Making Money in the Stock Market
At any given time, a stock is worth no more or less than what people are willing to pay for it. When more people want to own a particular stock, the price rises and the shareholder makes money. When more people want to sell a particular stock than want to buy it, the price declines and the shareholder loses money. The big question is what makes people want to buy certain stocks and sell others?
One of the primary reasons for stock price movement is a company's earnings or profits. Companies that offer their shares for purchase to the public are required to report their earnings each quarter. If the company reports better than expected earnings, the stock price will most likely rise and if the company reports poor earnings, the stock price will most likely fall. That being said, the theory is that the price movement of a stock indicates what investors feel a company is worth.
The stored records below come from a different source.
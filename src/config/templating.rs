use std::io::ErrorKind;
use std::path::Path;

use minijinja::{context, Environment};
use tracing::{debug, instrument};

use crate::config::Mode;
use crate::errors::{Pg2ParquetError, Result};

/// Read the SQL file and render it with `mode` and `environment` in scope.
///
/// Plain SQL without template syntax comes back unchanged, so
/// `{% if mode == "secondary" %} LIMIT 100 {% endif %}` is optional sugar.
#[instrument(skip_all, fields(path = %path.as_ref().display(), %mode))]
pub fn load_query(path: impl AsRef<Path>, mode: Mode) -> Result<String> {
    let source = std::fs::read_to_string(path.as_ref()).map_err(|e| match e.kind() {
        ErrorKind::NotFound => Pg2ParquetError::Query(format!("SQL query file not found: {e}")),
        _ => Pg2ParquetError::Query(format!("Error reading SQL query file: {e}")),
    })?;

    let sql = render_query(&source, mode)?;
    debug!(bytes = sql.len(), "rendered sql");
    Ok(sql)
}

pub fn render_query(source: &str, mode: Mode) -> Result<String> {
    let env = Environment::new();
    let sql = env.render_str(
        source,
        context! {
            mode => mode.to_string(),
            environment => mode.environment(),
        },
    )?;

    if sql.trim().is_empty() {
        return Err(Pg2ParquetError::Query("SQL query file is empty".into()));
    }
    Ok(sql)
}
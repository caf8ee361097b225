use std::path::Path;

use pg2parquet::config::{Mode, OutputTarget, Settings};
use pg2parquet::errors::ErrorKind;

use crate::support::env_for;

#[test]
fn test_each_mode_uses_only_its_own_credentials() {
    let env = env_for("staging", Path::new("/data/out"), Path::new("q.sql"));
    let staging = Settings::resolve(|k| env.get(k).cloned()).unwrap();

    let env = env_for("production", Path::new("/data/out"), Path::new("q.sql"));
    let production = Settings::resolve(|k| env.get(k).cloned()).unwrap();

    assert_eq!(staging.mode, Mode::Secondary);
    assert_eq!(production.mode, Mode::Primary);

    let s = &staging.connection;
    assert_eq!(
        (s.database.as_str(), s.password.as_str(), s.host.as_str(), s.port),
        ("staging_db", "test_staging_password", "test_staging_host", 9876)
    );
    let p = &production.connection;
    assert_eq!(
        (p.database.as_str(), p.password.as_str(), p.host.as_str(), p.port),
        ("production_db", "test_prod_password", "test_prod_host", 1234)
    );
}

#[test]
fn test_output_backend_follows_mode() {
    let env = env_for("staging", Path::new("/data/out"), Path::new("q.sql"));
    let staging = Settings::resolve(|k| env.get(k).cloned()).unwrap();
    assert!(matches!(staging.output, OutputTarget::Local { .. }));
    assert_eq!(staging.output.uri(), "/data/out/test.parquet");

    let env = env_for("production", Path::new("/data/out"), Path::new("q.sql"));
    let production = Settings::resolve(|k| env.get(k).cloned()).unwrap();
    assert_eq!(
        production.output,
        OutputTarget::S3 {
            bucket: "bucket".into(),
            key: "exports/test.parquet".into()
        }
    );
}

#[test]
fn test_unrecognized_mode_is_named() {
    for bad in ["dev", "Production", ""] {
        let env = env_for(bad, Path::new("/tmp"), Path::new("q.sql"));
        let err = Settings::resolve(|k| env.get(k).cloned()).unwrap_err();
        assert_eq!(err.kind(), ErrorKind::Configuration);
        assert_eq!(err.to_string(), format!("Invalid environment: {bad}"));
    }
}

#[test]
fn test_empty_store_reports_mode_key() {
    let err = Settings::resolve(|_| None).unwrap_err();
    assert_eq!(
        err.to_string(),
        "Missing required environment variable: 'ENVIRONMENT'"
    );
}
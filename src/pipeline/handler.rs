use serde::{Deserialize, Serialize};
use serde_json::Value;
use tracing::{debug, error, info};

use crate::config::env_lookup;
use crate::db::PgConnector;
use crate::errors::{Pg2ParquetError, Result};
use crate::pipeline::{Pipeline, Report};
use crate::writer::DefaultSinks;

pub const SUCCESS_MESSAGE: &str = "Success";
pub const STATUS_OK: u16 = 200;
pub const STATUS_ERROR: u16 = 500;

/// Response record: `{"statusCode": .., "body": ..}`.
#[derive(Debug, Clone, PartialEq, Eq, Serialize, Deserialize)]
#[serde(rename_all = "camelCase")]
pub struct InvocationResult {
    pub status_code: u16,
    pub body: String,
}

impl InvocationResult {
    /// Body is the JSON string `"Success"`, quotes included.
    pub fn success() -> Self {
        Self {
            status_code: STATUS_OK,
            body: Value::from(SUCCESS_MESSAGE).to_string(),
        }
    }

    pub fn failure(message: impl std::fmt::Display) -> Self {
        Self {
            status_code: STATUS_ERROR,
            body: format!("Error: {message}"),
        }
    }

    pub fn from_outcome(outcome: Result<Report>) -> Self {
        match outcome {
            Ok(report) => {
                info!(
                    rows = report.rows,
                    columns = report.columns,
                    dest = %report.destination,
                    elapsed_ms = report.elapsed_ms,
                    "invocation succeeded"
                );
                Self::success()
            }
            Err(e) => handle_error(&e),
        }
    }

    pub fn is_success(&self) -> bool {
        self.status_code == STATUS_OK
    }
}

/// Log the error with its kind and turn it into a 500 response.
pub fn handle_error(err: &Pg2ParquetError) -> InvocationResult {
    error!(kind = %err.kind(), "Error: {err}");
    InvocationResult::failure(err)
}

/// Runtime metadata handed over with the event. Only logged.
#[derive(Debug, Clone, Default, Serialize, Deserialize)]
#[serde(rename_all = "camelCase")]
pub struct InvocationContext {
    #[serde(default)]
    pub request_id: Option<String>,
    #[serde(default)]
    pub function_name: Option<String>,
}

/// Function entry point. `event` and `context` are not inspected.
pub async fn handler(event: Value, context: InvocationContext) -> InvocationResult {
    handle_with(event, context, env_lookup).await
}

/// Same as [`handler`] but settings come from `lookup`.
pub async fn handle_with<L>(event: Value, context: InvocationContext, lookup: L) -> InvocationResult
where
    L: Fn(&str) -> Option<String>,
{
    info!(request_id = ?context.request_id, "starting Postgres2Parquet function");
    debug!(%event, ?context, "invocation input");
    Pipeline::new(PgConnector::new(), DefaultSinks)
        .invoke(lookup)
        .await
}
Earnings are not the only factor that causes a stock price to move. Stock price also reflects how investors expect the company to perform in the future. During the dot-com bubble, for example, dozens of Internet companies rose to have market capitalizations in the billions of dollars without ever making even the smallest profit. People purchased these stocks not based on how they performed in the past, but on how they expected the company to perform in the future. However, these valuations did not hold, and most all Internet companies saw their values shrink to a fraction of their highs.
So, while there is no clear cut answer on why stock prices move, the only thing we know for sure is that stocks are volatile and can change in price extremely rapidly.